__Task requirements__
Count the lines in the records that hold the string "after". Only the number should be given.

__The records__
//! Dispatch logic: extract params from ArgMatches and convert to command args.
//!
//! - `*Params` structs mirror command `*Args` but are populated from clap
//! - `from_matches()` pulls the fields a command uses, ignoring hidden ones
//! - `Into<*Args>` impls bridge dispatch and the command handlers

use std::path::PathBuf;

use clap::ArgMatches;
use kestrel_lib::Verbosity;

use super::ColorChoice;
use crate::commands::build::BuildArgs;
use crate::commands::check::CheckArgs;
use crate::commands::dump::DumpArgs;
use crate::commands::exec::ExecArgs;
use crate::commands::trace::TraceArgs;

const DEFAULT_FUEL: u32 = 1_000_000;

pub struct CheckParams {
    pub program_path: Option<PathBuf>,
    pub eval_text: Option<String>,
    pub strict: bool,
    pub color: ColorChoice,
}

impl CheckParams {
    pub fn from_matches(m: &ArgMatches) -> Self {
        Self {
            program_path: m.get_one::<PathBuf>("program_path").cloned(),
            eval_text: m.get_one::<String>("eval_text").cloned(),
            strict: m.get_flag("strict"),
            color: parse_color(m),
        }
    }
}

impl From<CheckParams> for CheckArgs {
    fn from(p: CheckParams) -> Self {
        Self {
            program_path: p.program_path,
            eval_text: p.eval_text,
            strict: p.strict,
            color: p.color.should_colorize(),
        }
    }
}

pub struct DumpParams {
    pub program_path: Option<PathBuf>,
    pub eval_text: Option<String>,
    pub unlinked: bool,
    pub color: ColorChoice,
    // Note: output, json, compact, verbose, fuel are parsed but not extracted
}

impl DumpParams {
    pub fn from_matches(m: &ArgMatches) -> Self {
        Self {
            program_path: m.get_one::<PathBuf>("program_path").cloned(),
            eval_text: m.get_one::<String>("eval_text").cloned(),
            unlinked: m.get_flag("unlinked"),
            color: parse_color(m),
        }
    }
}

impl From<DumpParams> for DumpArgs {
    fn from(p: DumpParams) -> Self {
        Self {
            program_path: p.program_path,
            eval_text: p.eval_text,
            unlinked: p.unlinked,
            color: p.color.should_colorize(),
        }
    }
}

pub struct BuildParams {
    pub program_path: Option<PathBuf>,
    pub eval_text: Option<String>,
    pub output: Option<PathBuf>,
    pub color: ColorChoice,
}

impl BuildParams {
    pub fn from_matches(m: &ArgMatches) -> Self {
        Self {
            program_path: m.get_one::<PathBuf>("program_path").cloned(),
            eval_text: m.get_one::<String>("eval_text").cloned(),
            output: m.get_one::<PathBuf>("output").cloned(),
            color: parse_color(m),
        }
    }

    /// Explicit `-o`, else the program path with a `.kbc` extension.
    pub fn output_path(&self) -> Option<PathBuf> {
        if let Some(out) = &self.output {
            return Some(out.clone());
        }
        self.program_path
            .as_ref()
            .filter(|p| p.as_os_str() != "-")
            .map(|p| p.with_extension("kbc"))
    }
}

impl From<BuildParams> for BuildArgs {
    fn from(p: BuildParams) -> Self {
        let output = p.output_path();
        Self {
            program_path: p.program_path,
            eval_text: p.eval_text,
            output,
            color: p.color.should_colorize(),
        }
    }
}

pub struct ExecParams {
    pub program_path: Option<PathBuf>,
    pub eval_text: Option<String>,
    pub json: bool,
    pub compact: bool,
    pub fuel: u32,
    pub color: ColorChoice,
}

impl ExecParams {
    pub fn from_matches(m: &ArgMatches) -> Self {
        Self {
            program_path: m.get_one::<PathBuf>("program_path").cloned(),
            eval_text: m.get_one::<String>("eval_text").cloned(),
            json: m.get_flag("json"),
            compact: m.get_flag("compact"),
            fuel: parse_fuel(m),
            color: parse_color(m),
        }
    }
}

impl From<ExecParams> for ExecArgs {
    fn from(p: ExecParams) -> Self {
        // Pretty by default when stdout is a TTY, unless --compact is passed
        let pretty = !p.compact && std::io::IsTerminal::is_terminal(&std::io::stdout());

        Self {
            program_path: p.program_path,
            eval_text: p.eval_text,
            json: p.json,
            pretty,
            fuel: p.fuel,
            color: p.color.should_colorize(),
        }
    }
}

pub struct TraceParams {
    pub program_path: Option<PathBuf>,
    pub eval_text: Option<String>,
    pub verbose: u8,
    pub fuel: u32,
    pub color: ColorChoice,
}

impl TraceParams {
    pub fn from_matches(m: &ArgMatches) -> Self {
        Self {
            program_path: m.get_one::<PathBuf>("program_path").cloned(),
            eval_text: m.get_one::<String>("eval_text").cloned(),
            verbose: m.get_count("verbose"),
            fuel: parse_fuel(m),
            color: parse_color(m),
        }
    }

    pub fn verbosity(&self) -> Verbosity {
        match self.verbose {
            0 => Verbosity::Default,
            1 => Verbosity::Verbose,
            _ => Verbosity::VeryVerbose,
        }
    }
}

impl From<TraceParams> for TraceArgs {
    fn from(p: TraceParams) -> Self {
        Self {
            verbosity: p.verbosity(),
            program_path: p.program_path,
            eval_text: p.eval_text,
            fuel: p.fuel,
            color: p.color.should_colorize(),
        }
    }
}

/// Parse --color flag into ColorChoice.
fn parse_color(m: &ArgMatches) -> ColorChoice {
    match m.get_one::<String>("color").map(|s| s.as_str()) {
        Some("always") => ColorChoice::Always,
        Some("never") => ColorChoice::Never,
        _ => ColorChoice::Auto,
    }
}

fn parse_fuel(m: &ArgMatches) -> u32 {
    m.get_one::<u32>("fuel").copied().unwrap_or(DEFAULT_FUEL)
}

...

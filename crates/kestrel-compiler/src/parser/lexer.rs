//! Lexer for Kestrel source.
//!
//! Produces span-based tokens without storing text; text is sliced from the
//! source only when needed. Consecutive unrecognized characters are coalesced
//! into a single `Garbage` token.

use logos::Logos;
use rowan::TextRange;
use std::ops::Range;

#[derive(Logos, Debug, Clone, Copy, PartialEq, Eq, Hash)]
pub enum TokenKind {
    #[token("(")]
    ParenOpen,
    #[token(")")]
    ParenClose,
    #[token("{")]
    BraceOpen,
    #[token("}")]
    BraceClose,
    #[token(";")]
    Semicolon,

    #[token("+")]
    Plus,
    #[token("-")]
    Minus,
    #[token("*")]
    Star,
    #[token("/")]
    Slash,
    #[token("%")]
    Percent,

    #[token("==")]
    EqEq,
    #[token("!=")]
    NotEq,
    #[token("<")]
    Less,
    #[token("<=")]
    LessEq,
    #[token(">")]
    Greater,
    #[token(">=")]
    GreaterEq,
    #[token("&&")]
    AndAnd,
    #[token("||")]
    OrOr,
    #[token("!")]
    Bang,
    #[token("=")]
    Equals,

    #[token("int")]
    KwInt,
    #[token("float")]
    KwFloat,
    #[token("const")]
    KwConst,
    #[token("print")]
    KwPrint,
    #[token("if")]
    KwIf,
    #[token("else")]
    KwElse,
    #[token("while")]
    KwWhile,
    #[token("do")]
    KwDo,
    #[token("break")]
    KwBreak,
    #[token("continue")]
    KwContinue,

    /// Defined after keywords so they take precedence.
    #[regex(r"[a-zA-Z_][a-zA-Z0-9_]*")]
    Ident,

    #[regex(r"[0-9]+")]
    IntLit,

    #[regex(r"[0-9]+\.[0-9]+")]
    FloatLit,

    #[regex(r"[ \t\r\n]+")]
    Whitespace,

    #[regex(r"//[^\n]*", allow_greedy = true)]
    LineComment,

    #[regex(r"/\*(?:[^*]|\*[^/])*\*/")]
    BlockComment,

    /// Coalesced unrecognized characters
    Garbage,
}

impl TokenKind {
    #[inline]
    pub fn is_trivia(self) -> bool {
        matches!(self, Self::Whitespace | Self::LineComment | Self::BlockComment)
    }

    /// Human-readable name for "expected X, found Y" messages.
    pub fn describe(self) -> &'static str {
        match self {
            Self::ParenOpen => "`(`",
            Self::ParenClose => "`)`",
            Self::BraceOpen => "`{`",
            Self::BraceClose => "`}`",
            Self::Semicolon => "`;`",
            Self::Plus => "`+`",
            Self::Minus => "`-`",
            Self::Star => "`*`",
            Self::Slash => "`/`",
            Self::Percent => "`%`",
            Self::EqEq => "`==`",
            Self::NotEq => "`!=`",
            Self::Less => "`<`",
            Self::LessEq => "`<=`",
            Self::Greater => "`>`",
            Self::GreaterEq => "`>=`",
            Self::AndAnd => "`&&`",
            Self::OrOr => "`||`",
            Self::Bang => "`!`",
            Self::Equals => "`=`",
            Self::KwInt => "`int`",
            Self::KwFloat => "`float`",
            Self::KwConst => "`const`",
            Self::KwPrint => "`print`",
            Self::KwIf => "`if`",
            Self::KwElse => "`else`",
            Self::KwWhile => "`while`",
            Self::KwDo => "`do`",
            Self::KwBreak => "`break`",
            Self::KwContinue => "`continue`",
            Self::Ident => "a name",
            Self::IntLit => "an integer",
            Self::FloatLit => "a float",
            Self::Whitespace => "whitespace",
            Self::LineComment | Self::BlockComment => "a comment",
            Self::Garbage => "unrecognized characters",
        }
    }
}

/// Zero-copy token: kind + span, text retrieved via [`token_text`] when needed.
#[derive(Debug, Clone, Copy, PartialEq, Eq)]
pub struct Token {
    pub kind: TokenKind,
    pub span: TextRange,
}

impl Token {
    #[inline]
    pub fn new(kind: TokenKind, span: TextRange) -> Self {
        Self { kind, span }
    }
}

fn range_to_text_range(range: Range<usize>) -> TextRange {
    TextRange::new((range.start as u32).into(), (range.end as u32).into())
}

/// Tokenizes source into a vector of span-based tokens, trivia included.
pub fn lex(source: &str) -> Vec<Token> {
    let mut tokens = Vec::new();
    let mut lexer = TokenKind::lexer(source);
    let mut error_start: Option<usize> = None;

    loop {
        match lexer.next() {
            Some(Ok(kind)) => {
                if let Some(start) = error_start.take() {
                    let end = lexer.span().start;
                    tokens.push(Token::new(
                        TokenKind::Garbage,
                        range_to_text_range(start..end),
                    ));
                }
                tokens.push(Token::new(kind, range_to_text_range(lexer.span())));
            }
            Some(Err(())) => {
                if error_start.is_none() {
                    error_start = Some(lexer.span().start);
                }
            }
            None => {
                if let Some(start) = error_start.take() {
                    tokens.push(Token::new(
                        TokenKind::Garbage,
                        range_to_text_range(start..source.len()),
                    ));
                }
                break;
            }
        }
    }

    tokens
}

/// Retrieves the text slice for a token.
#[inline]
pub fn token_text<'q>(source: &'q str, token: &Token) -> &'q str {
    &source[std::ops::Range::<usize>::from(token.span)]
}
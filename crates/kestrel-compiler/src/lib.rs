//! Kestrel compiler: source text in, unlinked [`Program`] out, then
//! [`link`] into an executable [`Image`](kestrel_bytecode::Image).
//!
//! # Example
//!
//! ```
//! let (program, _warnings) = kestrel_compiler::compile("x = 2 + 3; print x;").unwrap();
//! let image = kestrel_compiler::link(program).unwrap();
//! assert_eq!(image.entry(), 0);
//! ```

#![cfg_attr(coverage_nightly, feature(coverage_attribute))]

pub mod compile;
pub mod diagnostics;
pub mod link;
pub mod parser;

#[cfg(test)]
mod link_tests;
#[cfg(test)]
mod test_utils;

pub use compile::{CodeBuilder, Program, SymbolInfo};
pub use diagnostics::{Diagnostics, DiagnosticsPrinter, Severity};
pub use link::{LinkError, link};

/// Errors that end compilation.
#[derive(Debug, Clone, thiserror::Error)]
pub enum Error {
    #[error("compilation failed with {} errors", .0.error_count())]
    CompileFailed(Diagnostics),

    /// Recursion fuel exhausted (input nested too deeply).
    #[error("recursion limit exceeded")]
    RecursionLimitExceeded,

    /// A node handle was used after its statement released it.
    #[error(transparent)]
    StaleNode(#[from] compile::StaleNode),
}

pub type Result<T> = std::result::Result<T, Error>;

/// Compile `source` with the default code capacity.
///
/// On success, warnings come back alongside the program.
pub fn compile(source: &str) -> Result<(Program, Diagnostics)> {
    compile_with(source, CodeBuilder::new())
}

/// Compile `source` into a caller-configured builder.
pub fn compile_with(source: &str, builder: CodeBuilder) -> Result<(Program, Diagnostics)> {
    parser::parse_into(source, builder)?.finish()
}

__Reply to the exercise__
2